The Troika is telling the Greek government to cut 173,000 public jobs. Last I saw, unemployment was 17.5% there in September (who knows what it is now?).

Is it a case of: “there but for the grace of God…” or is that where we are heading too?

Worth a read – I have grave doubts about Greece not defaulting before the end of Q1 2012:

http://www.guardian.co.uk/business/2011/dec/13/imf-slashes-greek-growth-forecast

@Chris

“The point here is the greed of the average home owner who ignored their loss of buying power in their wages due to the increase in the value of their home making them all rich”

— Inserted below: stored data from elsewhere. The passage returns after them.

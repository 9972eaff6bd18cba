use std::collections::HashMap;

use anyhow::{Context, Result};
use reply_assistant::storage::FeedbackStore;

/// `feedback stats` — record count, model breakdown, recent choices.
pub fn stats(recent: usize) -> Result<()> {
    let config = super::bootstrap();
    let store = super::feedback_store(&config);
    let records = store
        .read_all()
        .with_context(|| format!("Failed to read {}", store.path().display()))?;

    println!("Feedback log: {}", store.path().display());
    println!("Records:      {:>5}", records.len());
    if records.is_empty() {
        return Ok(());
    }

    let with_context = records.iter().filter(|r| !r.context_messages.is_empty()).count();
    println!("With context: {:>5}", with_context);

    let mut by_model: HashMap<&str, usize> = HashMap::new();
    for r in &records {
        *by_model.entry(r.model.as_str()).or_default() += 1;
    }
    let mut models: Vec<_> = by_model.into_iter().collect();
    models.sort_by(|a, b| b.1.cmp(&a.1).then(a.0.cmp(b.0)));
    println!();
    println!("By model:");
    for (model, count) in models {
        println!("  {:<24} {:>5}", model, count);
    }

    if recent > 0 {
        println!();
        println!("Recent choices:");
        for r in records.iter().rev().take(recent) {
            println!("  {}  {}", r.timestamp, r.chosen);
        }
    }
    Ok(())
}
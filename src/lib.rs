//! Reply Assistant — clipboard-driven chat reply suggestions.
//!
//! Watches the clipboard while the chat app is in front, asks an
//! OpenAI-compatible model for three candidate replies, and learns the
//! user's tone from the replies they approve.

// Foundation
pub mod constants;
pub mod error;
pub mod locale;
pub mod time_utils;

// Core types
pub mod config;
pub mod feedback;
pub mod provider;
pub mod style_profile;

// Sub-systems
pub mod engine;
pub mod intelligence;
pub mod platform;
pub mod processing;
pub mod storage;
pub mod tracing_init;

#[cfg(test)]
pub mod test_helpers;

// Re-exports for convenience
pub use error::{AssistError, AssistResult};
//! Feedback record — one approved suggestion, with the generation it came from.
//!
//! Written once to the append-only log, never mutated.

use serde::{Deserialize, Serialize};

#[derive(Debug, Clone, Serialize, Deserialize, PartialEq)]
pub struct FeedbackRecord {
    /// ISO 8601 UTC.
    pub timestamp: String,
    /// Incoming message that started the generation.
    pub source_message: String,
    /// Context buffer as it was when that generation started.
    pub context_messages: Vec<String>,
    /// Full candidate set shown to the user.
    pub candidates: Vec<String>,
    pub chosen: String,
    pub model: String,
}

impl FeedbackRecord {
    pub fn new(
        source_message: String,
        context_messages: Vec<String>,
        candidates: Vec<String>,
        chosen: String,
        model: String,
    ) -> Self {
        Self {
            timestamp: crate::time_utils::now_iso8601(),
            source_message,
            context_messages,
            candidates,
            chosen,
            model,
        }
    }
}
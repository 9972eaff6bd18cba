//! User prompt assembly — context history, current message, style block,
//! output contract.

use crate::locale::Locale;

pub struct PromptBuilder {
    locale: Locale,
}

impl PromptBuilder {
    pub fn new(locale: Locale) -> Self {
        Self { locale }
    }

    /// Build the user prompt.
    ///
    /// With context memory on, `context` is listed `1..N` oldest to newest
    /// (placeholder when empty). The output contract always asks for a JSON
    /// array of exactly three replies; the parser does not rely on it.
    pub fn build(
        &self,
        current: &str,
        context: &[String],
        style_instruction: &str,
        context_enabled: bool,
    ) -> String {
        let p = self.locale.phrases();

        if !context_enabled {
            return format!(
                "{}\n{}\n\n{}\n{}\n{}",
                p.incoming_message_label, current, p.request_plain, style_instruction, p.output_rule
            );
        }

        let history = if context.is_empty() {
            p.no_context.to_string()
        } else {
            context
                .iter()
                .enumerate()
                .map(|(idx, msg)| format!("{}. {}", idx + 1, msg))
                .collect::<Vec<_>>()
                .join("\n")
        };

        format!(
            "{}\n{}\n\n{}\n{}\n\n{}\n{}\n{}",
            p.context_header,
            history,
            p.latest_message_label,
            current,
            p.request_with_context,
            style_instruction,
            p.output_rule
        )
    }
}
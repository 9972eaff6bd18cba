//! Tracing initialization — the assistant logs to `{data_dir}/assistant.log`.
//!
//! The interactive loop owns stdout, so log lines never go to the terminal.

use std::path::Path;
use std::sync::Mutex;

use crate::storage::path_utils;

/// Initialize tracing to `assistant.log` under `data_dir` (append mode).
///
/// Filter comes from `RUST_LOG`, defaulting to `info`. Falls back to the
/// null device when the log file cannot be opened.
pub fn init_file_tracing(data_dir: &Path) {
    use tracing_subscriber::EnvFilter;

    std::fs::create_dir_all(data_dir).ok();
    let log_path = path_utils::log_path(data_dir);

    let log_file = std::fs::OpenOptions::new()
        .create(true)
        .append(true)
        .open(&log_path)
        .unwrap_or_else(|_| {
            let null = if cfg!(windows) { "NUL" } else { "/dev/null" };
            std::fs::File::create(null).expect("Cannot create log fallback")
        });

    // A second init (tests, embedding callers) keeps the first subscriber.
    let _ = tracing_subscriber::fmt()
        .with_env_filter(
            EnvFilter::try_from_default_env().unwrap_or_else(|_| EnvFilter::new("info")),
        )
        .with_writer(Mutex::new(log_file))
        .with_target(true)
        .with_ansi(false)
        .try_init();
}
//! Feedback log — newline-delimited JSON, one `FeedbackRecord` per line.
//!
//! Storage file: `{data_dir}/preferences.jsonl`

use std::io::{BufRead, BufReader, Write};
use std::path::{Path, PathBuf};

use crate::feedback::FeedbackRecord;
use crate::{AssistError, AssistResult};

/// Append-only record log.
pub trait FeedbackStore {
    fn append(&mut self, record: &FeedbackRecord) -> AssistResult<()>;
    /// Every readable record, in append order.
    fn read_all(&self) -> AssistResult<Vec<FeedbackRecord>>;
}

pub struct JsonlFeedbackStore {
    path: PathBuf,
}

impl JsonlFeedbackStore {
    pub fn new(path: impl Into<PathBuf>) -> Self {
        Self { path: path.into() }
    }

    pub fn path(&self) -> &Path {
        &self.path
    }
}

impl FeedbackStore for JsonlFeedbackStore {
    fn append(&mut self, record: &FeedbackRecord) -> AssistResult<()> {
        if let Some(parent) = self.path.parent() {
            std::fs::create_dir_all(parent).map_err(|e| {
                AssistError::Persistence(format!("create {}: {}", parent.display(), e))
            })?;
        }
        let mut line = serde_json::to_string(record)?;
        line.push('\n');

        let mut file = std::fs::OpenOptions::new()
            .create(true)
            .append(true)
            .open(&self.path)
            .map_err(|e| AssistError::Persistence(format!("open {}: {}", self.path.display(), e)))?;
        file.write_all(line.as_bytes())
            .map_err(|e| AssistError::Persistence(format!("write {}: {}", self.path.display(), e)))?;

        tracing::debug!(path = %self.path.display(), chosen_len = record.chosen.chars().count(), "Feedback record appended");
        Ok(())
    }

    fn read_all(&self) -> AssistResult<Vec<FeedbackRecord>> {
        let file = match std::fs::File::open(&self.path) {
            Ok(f) => f,
            Err(e) if e.kind() == std::io::ErrorKind::NotFound => return Ok(Vec::new()),
            Err(e) => return Err(e.into()),
        };

        let mut records = Vec::new();
        let mut skipped = 0usize;
        // Raw bytes per line: invalid UTF-8 counts as one malformed line.
        for line in BufReader::new(file).split(b'\n') {
            let line = line?;
            let line = line.trim_ascii();
            if line.is_empty() {
                continue;
            }
            match serde_json::from_slice::<FeedbackRecord>(line) {
                Ok(record) => records.push(record),
                Err(_) => skipped += 1,
            }
        }
        if skipped > 0 {
            tracing::warn!(path = %self.path.display(), skipped, "Skipped malformed feedback lines");
        }
        Ok(records)
    }
}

House price rises a substitute mechanism for falling wages as such. Makes sense that employers would spin that too. These days (and not just in Ireland), when ‘real’ income is still falling and house prices falling faster, I have noticed that employers have reverted to giving employees grandiose job titles in place of a pay rise! What a ruse. I was just talking to a “Senior Programme Manager” in a well known financial services company who is green behind the ears to say the least and didn’t know that such things as ‘programme communication plans’ even exist (I won’t bore you with the bullshit answer he gave about project dependencies and other such bread and butter subjects for project/programme managers). Ho hum. At least he was happy with his lovely job title and new business cards to pass out to his friends.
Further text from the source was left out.